- Your goal -
Only these lines of the data below are wanted: the one with "self.scopes.last().map(|s| s.kind).unwrap_or(ScopeKind::Global)", the one with "the name string.", and any lines between them, each repeated exactly.

- Data provided -
---

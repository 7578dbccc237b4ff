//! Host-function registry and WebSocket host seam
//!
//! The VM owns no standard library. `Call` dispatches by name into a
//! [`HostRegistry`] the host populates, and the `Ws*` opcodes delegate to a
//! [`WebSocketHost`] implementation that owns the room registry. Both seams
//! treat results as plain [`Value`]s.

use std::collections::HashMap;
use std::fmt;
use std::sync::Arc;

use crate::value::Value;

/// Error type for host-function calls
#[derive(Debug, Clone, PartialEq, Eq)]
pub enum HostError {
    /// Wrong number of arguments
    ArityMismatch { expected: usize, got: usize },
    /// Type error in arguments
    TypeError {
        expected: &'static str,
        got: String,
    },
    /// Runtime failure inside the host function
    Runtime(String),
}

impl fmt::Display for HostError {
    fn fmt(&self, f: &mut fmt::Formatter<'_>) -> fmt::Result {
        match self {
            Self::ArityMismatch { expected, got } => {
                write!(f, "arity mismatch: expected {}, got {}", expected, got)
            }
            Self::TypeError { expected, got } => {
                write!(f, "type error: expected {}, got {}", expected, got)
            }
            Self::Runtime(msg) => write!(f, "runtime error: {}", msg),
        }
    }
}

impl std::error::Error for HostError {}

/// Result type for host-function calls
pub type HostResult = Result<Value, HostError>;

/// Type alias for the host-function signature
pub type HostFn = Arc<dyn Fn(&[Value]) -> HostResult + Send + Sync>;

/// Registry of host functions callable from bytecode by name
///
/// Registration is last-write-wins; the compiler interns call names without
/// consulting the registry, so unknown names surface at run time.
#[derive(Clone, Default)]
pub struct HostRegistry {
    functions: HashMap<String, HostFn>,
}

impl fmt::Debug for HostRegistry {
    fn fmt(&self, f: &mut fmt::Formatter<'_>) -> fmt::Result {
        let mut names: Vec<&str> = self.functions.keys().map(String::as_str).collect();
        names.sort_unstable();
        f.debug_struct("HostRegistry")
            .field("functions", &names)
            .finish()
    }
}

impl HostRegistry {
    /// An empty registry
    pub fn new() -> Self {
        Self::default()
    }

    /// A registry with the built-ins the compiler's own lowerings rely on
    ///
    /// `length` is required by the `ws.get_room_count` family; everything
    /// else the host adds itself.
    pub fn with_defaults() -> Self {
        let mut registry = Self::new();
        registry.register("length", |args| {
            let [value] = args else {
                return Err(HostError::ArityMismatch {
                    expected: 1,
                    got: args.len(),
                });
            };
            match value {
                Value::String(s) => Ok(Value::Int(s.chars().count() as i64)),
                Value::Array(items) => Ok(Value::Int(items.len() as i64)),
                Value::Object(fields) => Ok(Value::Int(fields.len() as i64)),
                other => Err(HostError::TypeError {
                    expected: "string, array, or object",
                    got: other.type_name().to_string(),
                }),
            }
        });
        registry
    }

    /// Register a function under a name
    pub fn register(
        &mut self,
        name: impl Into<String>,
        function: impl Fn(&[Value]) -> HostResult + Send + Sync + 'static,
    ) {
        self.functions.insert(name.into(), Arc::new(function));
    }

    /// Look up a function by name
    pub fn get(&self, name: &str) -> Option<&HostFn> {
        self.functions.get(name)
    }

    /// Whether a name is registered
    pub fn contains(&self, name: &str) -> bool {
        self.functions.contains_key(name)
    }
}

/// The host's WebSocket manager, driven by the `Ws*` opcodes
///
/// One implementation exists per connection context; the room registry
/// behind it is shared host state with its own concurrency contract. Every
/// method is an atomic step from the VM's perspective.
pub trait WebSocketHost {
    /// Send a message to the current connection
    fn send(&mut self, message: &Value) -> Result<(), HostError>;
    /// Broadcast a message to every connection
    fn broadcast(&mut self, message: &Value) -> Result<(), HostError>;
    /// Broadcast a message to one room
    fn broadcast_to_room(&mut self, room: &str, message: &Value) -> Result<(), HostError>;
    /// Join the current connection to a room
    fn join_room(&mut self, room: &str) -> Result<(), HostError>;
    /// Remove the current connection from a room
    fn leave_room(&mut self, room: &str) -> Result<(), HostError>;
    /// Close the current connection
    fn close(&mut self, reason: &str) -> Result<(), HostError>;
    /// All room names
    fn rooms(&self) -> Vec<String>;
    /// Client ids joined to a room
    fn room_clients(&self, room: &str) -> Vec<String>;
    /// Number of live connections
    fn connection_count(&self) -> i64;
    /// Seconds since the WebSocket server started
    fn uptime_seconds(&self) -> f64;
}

---

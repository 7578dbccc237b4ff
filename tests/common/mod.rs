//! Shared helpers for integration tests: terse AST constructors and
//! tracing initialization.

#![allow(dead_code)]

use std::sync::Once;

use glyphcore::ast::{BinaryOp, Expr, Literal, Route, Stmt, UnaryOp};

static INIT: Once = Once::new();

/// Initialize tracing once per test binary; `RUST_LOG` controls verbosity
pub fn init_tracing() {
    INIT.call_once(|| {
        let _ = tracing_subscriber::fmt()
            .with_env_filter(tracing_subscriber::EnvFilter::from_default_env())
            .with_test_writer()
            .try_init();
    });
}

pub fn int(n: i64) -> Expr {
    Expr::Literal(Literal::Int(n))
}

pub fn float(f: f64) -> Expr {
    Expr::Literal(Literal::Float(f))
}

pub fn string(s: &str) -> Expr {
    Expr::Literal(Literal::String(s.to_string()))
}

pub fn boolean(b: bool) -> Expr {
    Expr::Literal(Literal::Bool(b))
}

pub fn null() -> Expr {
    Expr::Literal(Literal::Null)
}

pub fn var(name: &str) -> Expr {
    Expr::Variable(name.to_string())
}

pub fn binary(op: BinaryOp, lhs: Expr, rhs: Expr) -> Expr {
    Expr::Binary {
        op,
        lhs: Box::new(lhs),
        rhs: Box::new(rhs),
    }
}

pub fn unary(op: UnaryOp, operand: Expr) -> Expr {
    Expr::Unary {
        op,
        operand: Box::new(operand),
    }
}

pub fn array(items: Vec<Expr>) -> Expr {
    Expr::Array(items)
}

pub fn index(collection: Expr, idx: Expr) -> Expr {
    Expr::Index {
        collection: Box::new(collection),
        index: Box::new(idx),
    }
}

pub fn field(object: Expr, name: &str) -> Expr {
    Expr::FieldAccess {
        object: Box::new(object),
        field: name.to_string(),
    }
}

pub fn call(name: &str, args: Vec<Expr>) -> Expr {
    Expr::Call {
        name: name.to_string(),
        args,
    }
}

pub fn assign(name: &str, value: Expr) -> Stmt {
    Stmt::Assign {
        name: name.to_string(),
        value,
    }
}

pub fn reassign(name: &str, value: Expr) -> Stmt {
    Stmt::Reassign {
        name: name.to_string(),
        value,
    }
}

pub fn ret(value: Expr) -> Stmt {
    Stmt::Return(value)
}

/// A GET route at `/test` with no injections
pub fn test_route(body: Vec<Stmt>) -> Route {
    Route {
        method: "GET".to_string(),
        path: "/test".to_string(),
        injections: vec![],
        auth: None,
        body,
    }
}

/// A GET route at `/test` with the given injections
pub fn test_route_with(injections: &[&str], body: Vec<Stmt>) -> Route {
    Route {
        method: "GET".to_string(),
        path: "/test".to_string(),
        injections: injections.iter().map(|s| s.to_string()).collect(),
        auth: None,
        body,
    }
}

---

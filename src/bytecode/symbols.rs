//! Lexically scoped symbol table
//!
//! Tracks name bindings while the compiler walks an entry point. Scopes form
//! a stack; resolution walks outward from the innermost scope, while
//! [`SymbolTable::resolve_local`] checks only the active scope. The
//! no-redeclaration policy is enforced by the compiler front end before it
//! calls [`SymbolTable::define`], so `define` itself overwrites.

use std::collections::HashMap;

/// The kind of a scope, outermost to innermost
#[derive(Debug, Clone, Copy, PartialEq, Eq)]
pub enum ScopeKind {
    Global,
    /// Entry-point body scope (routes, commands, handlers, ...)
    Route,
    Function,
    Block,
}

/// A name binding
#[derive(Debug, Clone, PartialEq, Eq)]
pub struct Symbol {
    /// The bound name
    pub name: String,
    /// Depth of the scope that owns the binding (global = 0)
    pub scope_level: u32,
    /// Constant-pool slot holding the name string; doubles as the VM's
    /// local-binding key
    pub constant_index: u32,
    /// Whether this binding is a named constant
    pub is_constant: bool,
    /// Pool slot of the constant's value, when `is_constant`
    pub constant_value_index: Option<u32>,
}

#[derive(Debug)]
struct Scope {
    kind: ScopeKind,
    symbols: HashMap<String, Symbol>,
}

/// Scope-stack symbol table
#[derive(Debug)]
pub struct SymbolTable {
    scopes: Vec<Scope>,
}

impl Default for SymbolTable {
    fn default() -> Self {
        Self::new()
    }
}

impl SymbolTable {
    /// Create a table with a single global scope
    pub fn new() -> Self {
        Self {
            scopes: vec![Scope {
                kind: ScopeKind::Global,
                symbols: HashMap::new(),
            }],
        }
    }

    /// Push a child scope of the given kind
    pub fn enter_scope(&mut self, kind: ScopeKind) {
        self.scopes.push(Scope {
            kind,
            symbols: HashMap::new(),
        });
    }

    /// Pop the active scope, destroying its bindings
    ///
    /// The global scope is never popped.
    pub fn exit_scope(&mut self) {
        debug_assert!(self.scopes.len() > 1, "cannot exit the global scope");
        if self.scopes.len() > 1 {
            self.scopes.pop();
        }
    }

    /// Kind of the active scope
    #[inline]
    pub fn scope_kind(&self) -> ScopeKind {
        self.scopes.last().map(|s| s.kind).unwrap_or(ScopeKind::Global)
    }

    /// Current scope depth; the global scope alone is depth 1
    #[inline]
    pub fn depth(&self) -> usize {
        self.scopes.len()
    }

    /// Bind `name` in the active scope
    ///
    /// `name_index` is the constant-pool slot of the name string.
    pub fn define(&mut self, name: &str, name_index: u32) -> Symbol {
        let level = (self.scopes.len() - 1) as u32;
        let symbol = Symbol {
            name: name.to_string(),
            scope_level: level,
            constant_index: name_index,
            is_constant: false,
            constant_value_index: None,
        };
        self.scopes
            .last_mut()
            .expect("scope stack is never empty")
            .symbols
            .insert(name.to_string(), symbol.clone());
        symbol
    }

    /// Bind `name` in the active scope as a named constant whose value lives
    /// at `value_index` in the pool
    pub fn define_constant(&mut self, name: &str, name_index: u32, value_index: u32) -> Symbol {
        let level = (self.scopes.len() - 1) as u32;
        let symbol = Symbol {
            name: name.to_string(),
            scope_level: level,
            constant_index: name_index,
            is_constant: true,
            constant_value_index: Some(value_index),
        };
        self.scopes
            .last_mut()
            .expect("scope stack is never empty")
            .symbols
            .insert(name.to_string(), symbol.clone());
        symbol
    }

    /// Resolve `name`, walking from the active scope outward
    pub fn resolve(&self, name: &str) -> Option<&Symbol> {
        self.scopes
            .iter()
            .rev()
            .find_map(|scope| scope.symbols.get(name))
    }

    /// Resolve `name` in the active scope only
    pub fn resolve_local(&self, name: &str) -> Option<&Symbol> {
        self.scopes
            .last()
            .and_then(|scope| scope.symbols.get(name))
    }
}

---

- Solution -
        self.scopes.last().map(|s| s.kind).unwrap_or(ScopeKind::Global)
    }

    /// Current scope depth; the global scope alone is depth 1
    #[inline]
    pub fn depth(&self) -> usize {
        self.scopes.len()
    }

    /// Bind `name` in the active scope
    ///
    /// `name_index` is the constant-pool slot of the name string.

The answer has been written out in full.